Under the Criminal Division’s corporate enforcement revisions, steeper penalty discounts and greater availability of decisions against prosecution are conditioned on companies’ ability to voluntarily disclose internal misconduct and provide “extraordinary cooperation"—an undefined term that could hinge on the corporation’s ability to present evidence DOJ uses to indict and convict C-suite executives.
Consequently, individuals facing charges are bound to scrutinize in court the boundaries between a corporation’s own investigation and that of federal prosecutors.
Tournant’s motion to dismiss blames the alleged breach of attorney-client privilege on DOJ’s “onerous” policy that requires companies “to build the Government’s case against employees” if they wish to receive lenience, such as avoiding a guilty plea. His lawyers argued Jan. 29 that DOJ pressured Allianz to “scapegoat” Tournant and “coerced” his former lawyers from Sullivan & Cromwell and Ropes & Gray “to turn on one client in order to save another.”
At the time Tournant alleges Allianz first double-crossed him, the Criminal Division’s newly expanded lenience toward self-disclosing companies hadn’t yet been released. Yet DOJ corporate enforcement guidelines for years have dangled incentives for companies providing evidence of executives’ crimes.
Nina Marino said that over her 30 years in practice, on the occasions she’s dually represented individuals and their companies, she’s always seen prosecutors “immediately identify the potential conflict and request all waivers.”
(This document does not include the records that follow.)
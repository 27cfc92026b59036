//! Admin introspection API.
//!
//! # Routes
//! ```text
//! GET    /admin/status               version, visibility, counts
//! GET    /admin/polls                scheduler debug snapshot
//! GET    /admin/polls/{key}          one key
//! DELETE /admin/polls/{key}          stop polling a key
//! POST   /admin/polls/{key}/restart  re-register (resumes a paused key)
//! GET    /admin/circuits             breaker snapshots
//! POST   /admin/visibility           {"visible": bool}
//! POST   /admin/cache/clear          drop cache and last-data snapshots
//! ```
//!
//! Every route requires `Authorization: Bearer <api_key>`.

pub mod auth;
pub mod handlers;

use std::sync::Arc;

use axum::{
    middleware,
    routing::{get, post},
    Router,
};
use tokio::net::TcpListener;
use tower::ServiceBuilder;
use tower_http::trace::TraceLayer;

use self::auth::admin_auth_middleware;
use self::handlers::*;
use crate::lifecycle::Shutdown;
use crate::resilience::CircuitBreakers;
use crate::scheduler::PollingScheduler;
use crate::transport::Transport;

/// Shared state behind every admin handler.
pub struct AdminState<P: Transport> {
    pub scheduler: PollingScheduler<P>,
    pub breakers: CircuitBreakers,
}

impl<P: Transport> Clone for AdminState<P> {
    fn clone(&self) -> Self {
        Self {
            scheduler: self.scheduler.clone(),
            breakers: self.breakers.clone(),
        }
    }
}

pub fn setup_admin_router<P: Transport>(state: AdminState<P>, api_key: &str) -> Router {
    Router::new()
        .route("/admin/status", get(get_status::<P>))
        .route("/admin/polls", get(get_polls::<P>))
        .route("/admin/polls/{key}", get(get_poll::<P>).delete(stop_poll::<P>))
        .route("/admin/polls/{key}/restart", post(restart_poll::<P>))
        .route("/admin/circuits", get(get_circuits::<P>))
        .route("/admin/visibility", post(set_visibility::<P>))
        .route("/admin/cache/clear", post(clear_cache::<P>))
        .layer(
            ServiceBuilder::new()
                .layer(TraceLayer::new_for_http())
                .layer(middleware::from_fn_with_state(
                    Arc::<str>::from(api_key),
                    admin_auth_middleware,
                )),
        )
        .with_state(state)
}

/// Serve the admin router until shutdown is triggered.
pub async fn serve(listener: TcpListener, router: Router, shutdown: Shutdown) -> std::io::Result<()> {
    if let Ok(addr) = listener.local_addr() {
        tracing::info!(address = %addr, "Admin API listening");
    }
    axum::serve(listener, router)
        .with_graceful_shutdown(async move { shutdown.wait().await })
        .await
}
That’s been the case for awhile, Marino said, but those calculations could become more difficult amid DOJ dialing up the voluntary disclosure policy. “So we’ll see if the government’s heightened pressure is followed by a heightened sense of ethical obligation as well,” she said.
The particulars of Tournant’s allegations won’t be present in many of the more routine complications attorneys say can arise from companies cooperating with corporate counsel.
In the more common scenarios, where employees are interviewed but not represented by their employers’ lawyers, the company retains the right to disclose communications to the government provided they informed the employee of this possibility.
It’s incumbent on the prosecutors and company attorneys to ensure sufficient separation exists between their probes, white-collar lawyers say. That’s because lawyers for individuals are increasingly making the argument that the company attorneys are an arm of the government, thereby violating the defendant’s constitutional rights.
Relying on the company’s assistance can provide significant benefits for the government as it strives to deter white-collar crime by putting more individuals in prison, rather than fining their companies.
“Private investigations—if they’re genuinely independent—are not subject to all the rules of criminal procedure that could tie the hands of a public prosecutor, including the fact that people have a right against self-incrimination when talking to a prosecutor but not when talking to the company lawyer,” said Jennifer Arlen, a New York University law professor who specializes in corporate crime enforcement.
Ensuring true independence means prosecutors can’t get overly involved in directing the company’s investigation, or else, as has happened in a few rare occasions, the court may hold that “the company’s lawyers were actually acting as an agent of the state,” Arlen said.
In practice, it can be tricky for prosecutors to keep a distance from the company’s probe, as they fear their case will get compromised depending on who represents the employees and whether the company pays for their counsel.
“That’s sort of a minefield,” said Daniel Levin, a former federal prosecutor in Los Angeles who’s now a partner at Munger, Tolles & Olson.
“It puts DOJ in a tough situation where they could see a prosecution potentially derailed over representation issues,” he said, “but they could see a prosecution collapse over them being too heavy handed in representation issues.”